Helicobacter hepaticus, a causative agent of chronic hepatitis and hepatocellular carcinoma in mice, possesses a hydrogenase and a urease, both of which are nickel-containing enzymes. Analysis of the genome sequence of H. hepaticus revealed a full set of accessory genes which are required for the nickel maturation of each enzyme in other micro-organisms. Erythromycin-resistant mutants were constructed in four of these genes, hypA, hypB, ureE and ureG. Controls for polar effect were provided for hypA or hypB mutants by disrupting each gene located immediately downstream, i.e. hp0809 or hypC, respectively. Urease and hydrogenase activities were determined for each strain with or without supplemented nickel in the medium.
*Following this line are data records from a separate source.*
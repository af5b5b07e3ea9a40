//! # Library Indexing Demo
//!
//! Loads a corpus directory (`craft.json` / `style.json` / `editorial.json`,
//! or a combined `book_chunks.json`), indexes it into a JSON-file vector
//! store, and runs a sample query. Re-running skips categories whose
//! collections already match the corpus.
//!
//! Uses the same deterministic hash embedder as `retrieve_basic`; a real
//! deployment swaps in the `openai`-feature backend.
//!
//! Run: `cargo run --example index_library -- <data_dir> [index_file]`

use std::path::PathBuf;
use std::sync::Arc;

use wt_rag::{EmbeddingProvider, JsonFileVectorStore, Retriever, load_library};

struct HashEmbedder {
    dimensions: usize,
}

#[async_trait::async_trait]
impl EmbeddingProvider for HashEmbedder {
    async fn embed(&self, text: &str) -> wt_rag::Result<Vec<f32>> {
        let hash = text.bytes().fold(0u64, |acc, b| acc.wrapping_mul(31).wrapping_add(b as u64));
        let mut emb = vec![0.0f32; self.dimensions];
        for (i, v) in emb.iter_mut().enumerate() {
            *v = ((hash.wrapping_add(i as u64)) as f32).sin();
        }
        let norm: f32 = emb.iter().map(|x| x * x).sum::<f32>().sqrt();
        if norm > 0.0 {
            emb.iter_mut().for_each(|x| *x /= norm);
        }
        Ok(emb)
    }

    fn dimensions(&self) -> usize {
        self.dimensions
    }
}

#[tokio::main]
async fn main() -> anyhow::Result<()> {
    tracing_subscriber::fmt::init();

    let mut args = std::env::args().skip(1);
    let data_dir = PathBuf::from(args.next().unwrap_or_else(|| "data".into()));
    let index_file = PathBuf::from(args.next().unwrap_or_else(|| "data/index.json".into()));

    let library = load_library(&data_dir).await?;
    let total: usize = library.iter().map(|(_, chunks)| chunks.len()).sum();
    println!("Loaded {total} chunk(s) from {}", data_dir.display());

    let store = JsonFileVectorStore::open(&index_file).await?;
    let retriever = Retriever::builder()
        .embedder(Arc::new(HashEmbedder { dimensions: 128 }))
        .store(Arc::new(store))
        .build()?;

    for (category, chunks) in &library {
        let indexed = retriever.ensure_indexed(*category, chunks).await?;
        if indexed == 0 {
            println!("  {category}: up to date ({} chunk(s))", chunks.len());
        } else {
            println!("  {category}: indexed {indexed} chunk(s)");
        }
    }

    let query = "how do I write believable dialogue";
    println!("\nQuery: \"{query}\"");
    let block = retriever.context_for_query(query, None).await?;
    if block.is_empty() {
        println!("  (no indexed passages — drop corpus files into {})", data_dir.display());
    } else {
        println!("{block}");
    }

    Ok(())
}
//! Data types for corpus chunks and search results.

use std::fmt;

use serde::{Deserialize, Serialize};

/// Topical corpus category. Each category is indexed in its own collection.
#[derive(Debug, Clone, Copy, PartialEq, Eq, Hash, Serialize, Deserialize)]
#[serde(rename_all = "lowercase")]
pub enum Category {
    /// Plot and craft books.
    Craft,
    /// Style and language books.
    Style,
    /// Editorial and translation books.
    Editorial,
}

impl Category {
    /// All categories, in their fixed search order.
    pub const ALL: [Category; 3] = [Category::Craft, Category::Style, Category::Editorial];

    /// Lowercase name used in chunk ids, file names, and log fields.
    pub fn as_str(self) -> &'static str {
        match self {
            Category::Craft => "craft",
            Category::Style => "style",
            Category::Editorial => "editorial",
        }
    }

    /// Name of the vector collection holding this category's chunks.
    pub fn collection(self) -> &'static str {
        match self {
            Category::Craft => "writers_craft",
            Category::Style => "writers_style",
            Category::Editorial => "writers_editorial",
        }
    }
}

impl fmt::Display for Category {
    fn fmt(&self, f: &mut fmt::Formatter<'_>) -> fmt::Result {
        f.write_str(self.as_str())
    }
}

/// One indexed passage of a writing-craft book.
///
/// Chunks are immutable once ingested; corpus updates are modeled as full
/// re-ingestion or additive ingestion of new ids.
#[derive(Debug, Clone, Serialize, Deserialize, PartialEq)]
pub struct Chunk {
    /// Unique identifier, stable across reloads of the same corpus file.
    pub id: String,
    /// The passage text.
    pub text: String,
    /// Title of the source book.
    pub book_title: String,
    /// Author of the source book.
    pub author: String,
    /// Chapter the passage came from, when known.
    #[serde(skip_serializing_if = "Option::is_none")]
    pub chapter: Option<String>,
    /// Which corpus category the chunk belongs to.
    pub category: Category,
    /// Vector embedding; empty until the chunk is indexed.
    #[serde(default)]
    pub embedding: Vec<f32>,
}

/// A retrieved [`Chunk`] with its cosine distance to the query.
///
/// Smaller distance means a closer match; result lists are ordered ascending.
#[derive(Debug, Clone, Serialize, Deserialize, PartialEq)]
pub struct SearchResult {
    /// The retrieved chunk.
    pub chunk: Chunk,
    /// Cosine distance to the query vector.
    pub distance: f32,
}
//! Retrieval core for the Writer's Tears writing coach.
//!
//! This crate provides:
//! - Corpus loading and validation for writing-craft book chunks
//! - An embedding provider seam, with an OpenAI-compatible backend behind
//!   the `openai` feature
//! - In-memory and JSON-file-persisted vector stores with cosine search
//! - A [`Retriever`] that turns a free-text query into ranked passages
//! - Context-block formatting and a keyword fallback for embedder-less
//!   setups

pub mod config;
pub mod context;
pub mod corpus;
pub mod document;
pub mod embedding;
pub mod error;
pub mod inmemory;
pub mod jsonfile;
pub mod lexical;
#[cfg(feature = "openai")]
pub mod openai;
pub mod retriever;
pub mod vectorstore;

pub use config::{RetrieverConfig, RetrieverConfigBuilder};
pub use context::format_context;
pub use corpus::{
    CorpusRecord, RecordId, load_corpus_file, load_library, parse_corpus, validate_records,
};
pub use document::{Category, Chunk, SearchResult};
pub use embedding::EmbeddingProvider;
pub use error::{RagError, RecordFailure, Result, ValidationReport};
pub use inmemory::InMemoryVectorStore;
pub use jsonfile::JsonFileVectorStore;
pub use lexical::keyword_search;
#[cfg(feature = "openai")]
pub use openai::OpenAiEmbeddings;
pub use retriever::{Retriever, RetrieverBuilder, SearchFilter};
pub use vectorstore::VectorStore;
As expected, the ureE and the ureG mutants had negligible urease activity, but they retained normal levels of hydrogenase activity. Urease levels could not be increased by the addition of nickel to the medium. The H. hepaticus hypA and hypB strains were deficient in both urease and hydrogenase activities, suggesting that both gene products act in a similar fashion as their counterparts in H. pylori. However, in contrast with the analogous mutants of H. pylori, the addition of nickel into the growth medium failed to restore either urease or hydrogenase enzyme levels in the H. hepaticus hypA or hypB mutants, indicating a probably unique role for these genes in the mouse liver pathogen.